Cashew Orange Date Balls
I have to admit that the thought of cutting out gluten seemed difficult to me at first. I was familiar with going dairy free, as I have had to cut out all dairy while breastfeeding my babies because all of them have had milk protein sensitivities. But this dutch girl likes her bread, and I couldn't imagine feeding my family without this staple that I was so accustomed to! Even though gluten was only affecting Eva (aged 4), I decided to try to involve our whole family in order to make her more compliant. I realized that it would be easier for her if we were all eating "her way" until she got used to this new way of eating.
I started out by making bread using Pamela's gluten free bread mix in my bread machine. I ordered this in bulk from Amazon at the recommendation of several friends. The taste and texture weren't bad, but I was disappointed at the size of my loaves as they often resembled hockey pucks (possibly due to my bread machine). Even if a loaf came out nice, it would cave in as it cooled. Thankfully Eva didn't seem to mind and she quickly owned this bread as her own. After going through all of the mixes, I switched to Udi's bread, available at most health food stores, as well as Trader Joe's (much cheaper). It came to about the same price as the bread mix by the time I added the oil and eggs to the mix. Because the bread was only for one family member, I decided this was the easiest course. I know if we all had to eat this bread, I would have to make my own from scratch due to the cost.
I also stocked my pantry with tapioca starch, potato flour, arrowroot starch and different kinds of rice flours. I put together different gluten free flours (some I found online and others recommended by friends). But I have to tell you, I hated how my baked goods turned out. They looked inferior and even worse, they tasted "off." I also felt like they sat like a brick in my stomach; I didn't like how I felt after I ate my new gluten free recipes. All that starch wasn't agreeing with us. My family was complaining and I felt discouraged.
And then I discovered a different way of baking. A friend told me about a website called Detoxinista, and I love making recipes from this site. I now make cookies and cakes using almond flour, almond meal or almond butter, farm fresh eggs, coconut oil and natural sweeteners like honey or maple syrup. Another website I really like is The Spunky Coconut, another gluten free, dairy free site that also uses only natural sweeteners. Although I don't agree with all of their food philosophies per se, there are great recipes for smoothies, homemade ice cream, cookies, bars, raw cheesecake and lots of other desserts. And they all use whole food, healthy and readily available ingredients. Many of these recipes are super easy as well and require only one bowl or a food processor. For years I have struggled on how to feed my family healthy snacks and desserts, and many of my attempts have been flops. Now I can make healthy raw and baked goods which are good enough to eat any time of the day because they supply protein, nutrients and healthy fats.
My favorite gluten free, dairy free cookbook is Nourishing Meals by Alissa Segersten and Tom Malterre, MS, CN.

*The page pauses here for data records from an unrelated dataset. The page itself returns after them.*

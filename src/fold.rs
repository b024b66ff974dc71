//! Accent folding for Pali/Sanskrit search terms.
//!
//! A search for unaccented Latin letters matches the accented
//! equivalents and vice versa: "vinnanam" finds "viññāṇaṁ".

/// Fold class for a character, or None if the character has no
/// diacritic family.
///
/// Every member of a family — the plain letter and each accented
/// variant — maps to the same literal class string, so substituting
/// character-by-character can never nest one class inside another.
fn fold_class(c: char) -> Option<&'static str> {
    match c {
        'a' | 'ā' => Some("[aā]"),
        'i' | 'ī' => Some("[iī]"),
        'u' | 'ū' => Some("[uū]"),
        'm' | 'ṁ' | 'ṃ' => Some("[mṁṃ]"),
        'n' | 'ṅ' | 'ñ' | 'ṇ' => Some("[nṅñṇ]"),
        't' | 'ṭ' => Some("[tṭ]"),
        'd' | 'ḍ' => Some("[dḍ]"),
        'l' | 'ḷ' => Some("[lḷ]"),
        'r' | 'ṛ' => Some("[rṛ]"),
        's' | 'ṣ' | 'ś' => Some("[sṣś]"),
        _ => None,
    }
}

fn is_metacharacter(c: char) -> bool {
    matches!(
        c,
        '\\' | '.' | '+' | '*' | '?' | '(' | ')' | '[' | ']' | '{' | '}' | '^' | '$' | '|' | '#' | '&' | '-' | '~'
    )
}

/// Compile a raw search term into an accent-folded regex pattern.
///
/// Each character is replaced by its fold class when it has one,
/// otherwise emitted verbatim with regex metacharacters escaped. The
/// result is a single linear pattern with no nested brackets.
pub fn accent_folded_pattern(term: &str) -> String {
    let mut pattern = String::with_capacity(term.len() * 4);

    for c in term.chars() {
        match fold_class(c) {
            Some(class) => pattern.push_str(class),
            None => {
                if is_metacharacter(c) {
                    pattern.push('\\');
                }
                pattern.push(c);
            }
        }
    }

    pattern
}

With these recipes breakfast and snacks are easy to take care of. Breakfast for Eva can even be a few coconut raisin cookies and a smoothie made from canned coconut milk and berries. Lunch is usually Udi's bread or a wrap with turkey and some fruit, or a nut butter sandwich with banana; rice crackers with hummus or egg salad and some veggie sticks or even an apple spread with almond butter and raisins. Dinner is not too much different when it comes to going gluten free. The only switch is regular pasta to brown rice or corn pasta. It was harder to cut out dairy with dinner- Eva likes cheese and sour cream on things like spaghetti and Mexican dishes.But over time she has gotten used to the idea that she cannot have these things. (Even dairy free versions contain casein, which she cannot have).
Although changing our diet seemed like a big hurdle in the beginning, I can honestly say that the change has been good for our whole family. I feel like I am more careful than ever before about what I feed my family, and I love knowing my family is eating wholesome foods. I am so thankful for the resources available to us (many free of charge) to help us learn to better nourish our family.
Below is one of our new favorite snacks. This is my version of a recipe found in Nourishing Meals, mentioned above... Cashews are high in protein, full of nutrients including good amounts of magnesium and copper, high in fiber, and a good source of phytochemicals and anti-oxidants.
Cashew Orange Date Balls
1 1/2 cups raw cashew pieces
1 cup pitted whole dates
2 Tbsp. coconut oil, melted
pinch sea salt
1 teaspoon pure orange extract
unsweetened shredded coconut
Place cashews into a food processor and process until finely ground. Add dates, coconut oil, salt and orange extract. Continue processing until dates are finely ground and mixture resembles a ball.
Form mixture into small balls and roll into shredded coconut. Transfer to a container and store in refrigerator. Let cool for several hours before eating. Will keep for 2 weeks (if they last that long!)